Singapore said it is disappointed with a plan by two US senators to block funding to an institute until the FBI gets full access in the investigation into American researcher Shane Todd's death.
Max Baucus and Jon Tester, both Democrats, have introduced an amendment to stop contracts, loans and other funds from going to Singapore's Institute of Microelectronics, where Todd had worked. Todd's death in June may be linked to one of the institute's projects and possible technology transfers to China, his father has said.
"The issue of applying 'pressure' should not arise between countries which have had a long, open and co-operative relationship with each other based on mutual respect," Singapore's foreign ministry said. "We are deeply disappointed by the senators' actions and statements."

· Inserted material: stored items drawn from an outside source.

use core_pixel::{composite, BlendMode, Color, PixelBuffer, Rgba8};
use criterion::{black_box, criterion_group, criterion_main, Criterion};

fn bench_composite(c: &mut Criterion) {
    let mut dst: PixelBuffer<Rgba8> = PixelBuffer::new(512, 512);
    dst.set_premultiplied_flag(false);
    dst.fill(Color::rgb(255, 255, 255));
    dst.premultiply();

    let mut src: PixelBuffer<Rgba8> = PixelBuffer::new(512, 512);
    src.set_premultiplied_flag(false);
    src.fill(Color::rgba(10, 120, 200, 160));
    src.premultiply();

    let modes = [
        BlendMode::SrcOver,
        BlendMode::Multiply,
        BlendMode::Overlay,
        BlendMode::SoftLight,
        BlendMode::Hue,
    ];

    c.bench_function("composite_512x512", |b| {
        b.iter(|| {
            for mode in modes {
                composite(black_box(&mut dst), black_box(&src), mode, 1.0, 0, 0);
            }
        })
    });
}

criterion_group!(benches, bench_composite);
criterion_main!(benches);
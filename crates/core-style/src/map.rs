//! The `Map`: layers, the style dictionary, the background, and the
//! geographic extent a render targets (§3 top-level aggregate).

use core_geom::BBox;
use core_pixel::Color;

use crate::layer::Layer;
use crate::style::StyleDict;

pub struct Map {
    pub width: u32,
    pub height: u32,
    pub background: Option<Color>,
    pub layers: Vec<Layer>,
    pub styles: StyleDict,
    /// The geographic window the render targets; `core-render` maps this
    /// onto `(width, height)` pixels via the view affine (§4.C.2).
    pub extent: BBox,
    /// Buffer width in pixels added around `extent` so features overlapping
    /// the tile edge still place/clip correctly (§4.I step 1).
    pub buffer_size: u32,
}

impl Map {
    pub fn new(width: u32, height: u32) -> Self {
        Self {
            width,
            height,
            background: None,
            layers: Vec::new(),
            styles: StyleDict::new(),
            extent: BBox { min_x: 0.0, min_y: 0.0, max_x: width as f64, max_y: height as f64 },
            buffer_size: 0,
        }
    }

    pub fn with_background(mut self, color: Color) -> Self {
        self.background = Some(color);
        self
    }

    pub fn with_extent(mut self, extent: BBox) -> Self {
        self.extent = extent;
        self
    }

    pub fn with_buffer_size(mut self, buffer_size: u32) -> Self {
        self.buffer_size = buffer_size;
        self
    }

    pub fn add_layer(&mut self, layer: Layer) {
        self.layers.push(layer);
    }

    /// Scale denominator at this map's current extent/width, per §4.I's
    /// scale-window gating. Mirrors `core-render::scale_denominator`'s
    /// formula (that crate depends on this one, not the reverse, so the
    /// constant is duplicated rather than shared).
    pub fn scale_denominator(&self) -> f64 {
        let geo_width = self.extent.max_x - self.extent.min_x;
        if self.width == 0 {
            return f64::INFINITY;
        }
        // 0.00028 m/px: the OGC-standard pixel size used to convert a map's
        // ground resolution into a dimensionless scale denominator.
        (geo_width / self.width as f64) / 0.00028
    }
}

#[cfg(test)]
mod tests {
    use super::*;
    use core_datasource::MemoryDatasource;

    #[test]
    fn new_map_defaults_to_extent_matching_its_pixel_size() {
        let map = Map::new(256, 256);
        assert_eq!(map.extent.max_x, 256.0);
        assert!(map.layers.is_empty());
    }

    #[test]
    fn add_layer_appends_to_the_layer_list() {
        let mut map = Map::new(100, 100);
        map.add_layer(Layer::new("l1", Box::new(MemoryDatasource::vector())));
        assert_eq!(map.layers.len(), 1);
    }

    #[test]
    fn scale_denominator_grows_with_wider_extents() {
        let narrow = Map::new(256, 256).with_extent(BBox { min_x: 0.0, min_y: 0.0, max_x: 256.0, max_y: 256.0 });
        let wide = Map::new(256, 256).with_extent(BBox { min_x: 0.0, min_y: 0.0, max_x: 25600.0, max_y: 25600.0 });
        assert!(wide.scale_denominator() > narrow.scale_denominator());
    }
}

Foreign minister K. Shanmugam, who met Baucus during a visit to the US last week, has said there were no illegal technology transfers at the institute and it is subject to rigorous audits.
The senators had proposed to block funding to the institute - a unit of Singapore's Agency for Science, Technology and Research - until the US attorney general certifies that the FBI has full access to evidence and records in the investigation.
The institute received almost US$500,000 in sub-grants from the Defence Department in 2010, according to Baucus' office.
Todd's family has disputed the Singapore police conclusion that he committed suicide and asked for the FBI to investigate.
The police have refrained from publicising the information it has gathered because of pending inquiries, the ministry said yesterday. "Singapore has made every effort to be open and transparent in both the investigation of Mr Todd's death and the IME's projects. We will let the outcome of the investigation and coroner's inquiry speak for themselves."